__Task to carry out__
Copy each line containing the word "deserializes" from the records that follow, please.

*** Opening of Data section ***

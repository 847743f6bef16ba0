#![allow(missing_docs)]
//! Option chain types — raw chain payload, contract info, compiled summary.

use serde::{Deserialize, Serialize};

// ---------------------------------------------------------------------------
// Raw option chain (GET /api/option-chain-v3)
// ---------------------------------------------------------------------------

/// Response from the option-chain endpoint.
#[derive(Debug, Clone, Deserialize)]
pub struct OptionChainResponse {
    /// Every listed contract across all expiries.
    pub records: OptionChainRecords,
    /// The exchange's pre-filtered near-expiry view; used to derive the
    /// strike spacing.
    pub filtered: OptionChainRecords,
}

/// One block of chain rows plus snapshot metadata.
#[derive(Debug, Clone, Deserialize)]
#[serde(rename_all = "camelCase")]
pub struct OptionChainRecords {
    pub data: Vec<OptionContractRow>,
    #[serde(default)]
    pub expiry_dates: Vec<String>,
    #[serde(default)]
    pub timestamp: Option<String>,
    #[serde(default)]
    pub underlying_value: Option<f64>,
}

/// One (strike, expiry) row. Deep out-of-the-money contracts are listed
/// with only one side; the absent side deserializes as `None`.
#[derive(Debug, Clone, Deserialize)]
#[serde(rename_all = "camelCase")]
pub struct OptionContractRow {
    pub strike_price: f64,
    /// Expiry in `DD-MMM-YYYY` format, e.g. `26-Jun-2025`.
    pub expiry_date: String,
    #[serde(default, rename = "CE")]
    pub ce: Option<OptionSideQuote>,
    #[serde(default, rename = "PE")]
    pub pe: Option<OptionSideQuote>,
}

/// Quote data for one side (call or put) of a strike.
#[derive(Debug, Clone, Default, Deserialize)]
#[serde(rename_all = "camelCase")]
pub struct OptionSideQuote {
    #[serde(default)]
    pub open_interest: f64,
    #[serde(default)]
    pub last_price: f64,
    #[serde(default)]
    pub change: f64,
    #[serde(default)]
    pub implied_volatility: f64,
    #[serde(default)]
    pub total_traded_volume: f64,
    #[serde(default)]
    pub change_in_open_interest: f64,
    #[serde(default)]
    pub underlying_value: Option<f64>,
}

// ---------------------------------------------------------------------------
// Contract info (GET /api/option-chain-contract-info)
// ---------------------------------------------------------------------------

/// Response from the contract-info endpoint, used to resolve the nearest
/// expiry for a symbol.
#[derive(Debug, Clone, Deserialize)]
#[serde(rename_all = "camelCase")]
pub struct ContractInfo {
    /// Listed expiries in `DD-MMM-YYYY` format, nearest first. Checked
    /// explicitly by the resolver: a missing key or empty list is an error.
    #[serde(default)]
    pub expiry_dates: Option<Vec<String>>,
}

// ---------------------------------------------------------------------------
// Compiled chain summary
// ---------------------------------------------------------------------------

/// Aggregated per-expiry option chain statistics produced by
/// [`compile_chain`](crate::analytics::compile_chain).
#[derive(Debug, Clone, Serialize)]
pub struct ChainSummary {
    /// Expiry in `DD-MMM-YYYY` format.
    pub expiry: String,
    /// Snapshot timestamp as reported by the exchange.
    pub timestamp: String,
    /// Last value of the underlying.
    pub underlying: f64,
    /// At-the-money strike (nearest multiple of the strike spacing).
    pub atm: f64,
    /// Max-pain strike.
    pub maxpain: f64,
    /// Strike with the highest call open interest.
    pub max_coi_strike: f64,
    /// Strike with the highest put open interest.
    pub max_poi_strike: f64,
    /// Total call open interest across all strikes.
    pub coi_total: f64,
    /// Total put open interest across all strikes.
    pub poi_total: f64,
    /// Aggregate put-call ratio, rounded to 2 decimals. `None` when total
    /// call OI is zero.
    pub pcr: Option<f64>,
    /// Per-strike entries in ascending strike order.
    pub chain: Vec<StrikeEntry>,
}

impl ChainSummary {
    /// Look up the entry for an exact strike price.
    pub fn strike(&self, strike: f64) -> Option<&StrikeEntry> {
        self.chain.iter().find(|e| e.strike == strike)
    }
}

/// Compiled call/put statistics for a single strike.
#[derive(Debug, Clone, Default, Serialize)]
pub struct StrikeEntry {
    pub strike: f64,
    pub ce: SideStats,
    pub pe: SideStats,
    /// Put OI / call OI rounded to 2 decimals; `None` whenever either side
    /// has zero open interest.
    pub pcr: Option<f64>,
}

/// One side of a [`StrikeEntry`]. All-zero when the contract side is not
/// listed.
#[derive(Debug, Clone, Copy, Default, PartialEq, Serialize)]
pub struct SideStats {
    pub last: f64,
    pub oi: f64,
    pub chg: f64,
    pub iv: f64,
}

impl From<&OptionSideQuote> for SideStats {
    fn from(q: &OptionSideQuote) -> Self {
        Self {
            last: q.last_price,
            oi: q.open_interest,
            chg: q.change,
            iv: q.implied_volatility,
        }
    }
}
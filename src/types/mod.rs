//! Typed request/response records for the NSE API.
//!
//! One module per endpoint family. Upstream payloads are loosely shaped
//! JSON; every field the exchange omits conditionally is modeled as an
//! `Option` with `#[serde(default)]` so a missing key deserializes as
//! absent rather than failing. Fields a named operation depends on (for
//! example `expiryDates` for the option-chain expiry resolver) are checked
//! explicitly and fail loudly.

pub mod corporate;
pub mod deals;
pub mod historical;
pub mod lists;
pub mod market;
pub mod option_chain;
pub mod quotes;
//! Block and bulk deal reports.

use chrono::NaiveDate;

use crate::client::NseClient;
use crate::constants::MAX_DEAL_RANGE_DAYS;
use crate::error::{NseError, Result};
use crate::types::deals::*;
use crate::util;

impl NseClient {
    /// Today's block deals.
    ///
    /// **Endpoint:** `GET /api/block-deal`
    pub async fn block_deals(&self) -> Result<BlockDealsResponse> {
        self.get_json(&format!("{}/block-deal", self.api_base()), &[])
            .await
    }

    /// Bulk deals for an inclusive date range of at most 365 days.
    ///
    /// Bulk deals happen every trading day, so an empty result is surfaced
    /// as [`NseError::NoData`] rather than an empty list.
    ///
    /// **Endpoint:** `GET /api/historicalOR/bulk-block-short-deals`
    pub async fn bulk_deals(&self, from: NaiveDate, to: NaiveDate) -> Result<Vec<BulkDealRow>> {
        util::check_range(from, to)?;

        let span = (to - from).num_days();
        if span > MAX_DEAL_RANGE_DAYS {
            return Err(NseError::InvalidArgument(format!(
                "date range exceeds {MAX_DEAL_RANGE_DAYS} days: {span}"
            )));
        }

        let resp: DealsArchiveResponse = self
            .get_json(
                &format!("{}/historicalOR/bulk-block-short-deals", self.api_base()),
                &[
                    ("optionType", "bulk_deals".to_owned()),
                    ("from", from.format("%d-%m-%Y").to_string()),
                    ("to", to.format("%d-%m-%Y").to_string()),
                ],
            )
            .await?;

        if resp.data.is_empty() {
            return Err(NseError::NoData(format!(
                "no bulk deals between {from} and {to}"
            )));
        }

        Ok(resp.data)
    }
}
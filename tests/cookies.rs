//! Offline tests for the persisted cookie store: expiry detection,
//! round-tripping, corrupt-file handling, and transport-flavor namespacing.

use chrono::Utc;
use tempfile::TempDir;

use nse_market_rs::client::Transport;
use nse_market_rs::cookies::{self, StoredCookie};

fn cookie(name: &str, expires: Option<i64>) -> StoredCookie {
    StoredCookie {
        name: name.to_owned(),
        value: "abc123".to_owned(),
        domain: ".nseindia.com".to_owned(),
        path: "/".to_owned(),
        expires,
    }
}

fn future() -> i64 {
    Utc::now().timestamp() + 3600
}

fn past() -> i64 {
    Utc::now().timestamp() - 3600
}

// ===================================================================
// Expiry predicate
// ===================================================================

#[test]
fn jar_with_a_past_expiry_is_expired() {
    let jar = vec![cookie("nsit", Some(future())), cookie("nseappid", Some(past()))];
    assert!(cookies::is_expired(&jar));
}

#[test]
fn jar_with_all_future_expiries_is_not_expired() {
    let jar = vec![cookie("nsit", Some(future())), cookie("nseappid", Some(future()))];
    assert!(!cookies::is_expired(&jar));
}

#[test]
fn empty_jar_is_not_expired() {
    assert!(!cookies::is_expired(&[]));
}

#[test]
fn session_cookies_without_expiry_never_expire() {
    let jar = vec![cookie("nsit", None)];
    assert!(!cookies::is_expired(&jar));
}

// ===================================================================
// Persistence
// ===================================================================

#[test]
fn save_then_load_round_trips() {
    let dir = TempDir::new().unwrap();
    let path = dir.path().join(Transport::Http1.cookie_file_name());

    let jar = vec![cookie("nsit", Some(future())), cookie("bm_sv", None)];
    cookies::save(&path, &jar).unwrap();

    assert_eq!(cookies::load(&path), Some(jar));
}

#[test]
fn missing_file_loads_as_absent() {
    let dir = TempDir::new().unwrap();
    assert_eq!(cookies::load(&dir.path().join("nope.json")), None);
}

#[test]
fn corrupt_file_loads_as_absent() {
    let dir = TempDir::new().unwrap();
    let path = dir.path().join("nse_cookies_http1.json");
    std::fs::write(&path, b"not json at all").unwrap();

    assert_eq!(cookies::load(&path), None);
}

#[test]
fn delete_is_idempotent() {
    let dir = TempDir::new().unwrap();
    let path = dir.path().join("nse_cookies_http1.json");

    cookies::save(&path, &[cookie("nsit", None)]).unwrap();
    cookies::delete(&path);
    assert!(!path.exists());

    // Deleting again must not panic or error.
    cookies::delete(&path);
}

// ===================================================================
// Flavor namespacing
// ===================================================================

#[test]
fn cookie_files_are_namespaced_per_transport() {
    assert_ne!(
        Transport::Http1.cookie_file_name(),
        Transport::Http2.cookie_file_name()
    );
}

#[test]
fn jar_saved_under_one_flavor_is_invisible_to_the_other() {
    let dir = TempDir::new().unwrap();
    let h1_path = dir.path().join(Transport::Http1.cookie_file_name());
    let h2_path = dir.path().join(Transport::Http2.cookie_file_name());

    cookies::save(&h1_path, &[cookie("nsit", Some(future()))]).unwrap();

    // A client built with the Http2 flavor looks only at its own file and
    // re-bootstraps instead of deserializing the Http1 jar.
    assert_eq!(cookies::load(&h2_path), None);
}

*** Close of Data section ***

__Problem solution__
/// with only one side; the absent side deserializes as `None`.
//! `Option` with `#[serde(default)]` so a missing key deserializes as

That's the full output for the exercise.